At rally, Trump says Russia probe backers tried to illegally steal power
GRAND RAPIDS, Mich. (Reuters) - At his first political rally since the end of the Russia collusion probe, President Donald Trump on Thursday accused backers of the investigation of trying to overturn the 2016 election and attempting “illegally” to claim power.
Declaring the country “hurt” by the probe, Trump called his opponents “losers” and celebrated the fact that the investigation had come to a close.
“After three years of lies and smears and slander, the Russia hoax is finally dead. The collusion delusion is over,” he told a crowd of thousands.
Trump said: “The Russia witch hunt was a plan by those who lost the election to try and illegally regain power by framing innocent Americans – many of them, they suffered – with an elaborate hoax.”
On Sunday, U.S. Attorney General William Barr released a summary of Special Counsel Robert Mueller’s more than 300-page report about his investigation into Russia’s role in the 2016 election. The investigation did not establish that members of Trump’s campaign conspired with Russia during the election.
That news delighted the president and his inner circle, who spent the first two years of his administration confronting a cloud of suspicion over how the New York businessman and political novice won the White House.
With that cloud largely lifted, Trump has let loose, calling out those who supported the investigation and referring to evil acts of treason by his opponents.
Trump revisited that theme at the rally, knocking the media and Democrats and calling for accountability.
For the president, the rally capped off a week of rejoicing in the investigation’s results and stewing over its origins.
Trump spent nearly two years calling the effort a “hoax” and a “witch hunt” and despite declaring himself totally exonerated by its findings, he has continued to ruminate over them.

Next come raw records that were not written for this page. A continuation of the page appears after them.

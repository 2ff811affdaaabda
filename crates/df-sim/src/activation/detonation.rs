use df_mesh::{Mesh, Vector3};

use crate::error::{SimError, SimResult};

/// Ignition site that forces λ = 1 in its cells once its delay has elapsed.
#[derive(Debug, Clone, PartialEq)]
pub struct DetonationPoint {
    position: Vector3<f64>,
    delay: f64,
    radius: f64,
    activated: bool,
    cells: Vec<usize>,
}

impl DetonationPoint {
    /// Resolve the ignition cells: the nearest cell for a zero radius, otherwise
    /// every cell whose centroid lies within `radius`.
    pub fn new(mesh: &Mesh, position: Vector3<f64>, delay: f64, radius: f64) -> SimResult<Self> {
        if !delay.is_finite() || !radius.is_finite() || radius < 0.0 {
            return Err(SimError::Config {
                what: "detonation point delay and radius must be finite, radius non-negative",
            });
        }
        let cells = if radius == 0.0 {
            mesh.nearest_cell(&position).into_iter().collect()
        } else {
            mesh.cells_within(&position, radius)
        };
        if cells.is_empty() {
            return Err(SimError::Config {
                what: "detonation point does not cover any cell",
            });
        }
        Ok(Self {
            position,
            delay,
            radius,
            activated: false,
            cells,
        })
    }

    pub fn position(&self) -> &Vector3<f64> {
        &self.position
    }

    pub fn delay(&self) -> f64 {
        self.delay
    }

    pub fn radius(&self) -> f64 {
        self.radius
    }

    pub fn activated(&self) -> bool {
        self.activated
    }

    pub fn cells(&self) -> &[usize] {
        &self.cells
    }

    /// Activate once `time >= delay`. Returns true only on the transition.
    pub fn update(&mut self, time: f64) -> bool {
        if !self.activated && time >= self.delay {
            self.activated = true;
            return true;
        }
        false
    }
}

Advisers to Trump, who is not known to let go of grudges easily, have debated the merits of going after the president’s opponents and those he blames for sparking the investigation versus claiming a win, moving on and using the momentum of good news to bolster his bid for re-election.
In the packed, noisy arena in Michigan, a political swing state that Trump wants to win again in 2020, the view of the crowd was clear.
Thousands of supporters, many of them wearing red “Make America Great Again” hats, applauded and cheered as the president railed at his opponents.
The industrial state along with Pennsylvania and Wisconsin, helped propel the Republican Trump to his improbable victory in 2016.
Mueller did not draw a conclusion on whether the president had obstructed justice by impeding the Russia investigation, leaving that instead to Barr, who said there was not enough evidence to determine Trump had made such an offense.
Democrats were not satisfied with Barr’s determination and have demanded to see the report in full. Some Republicans, including Trump himself, have also voiced support for releasing it.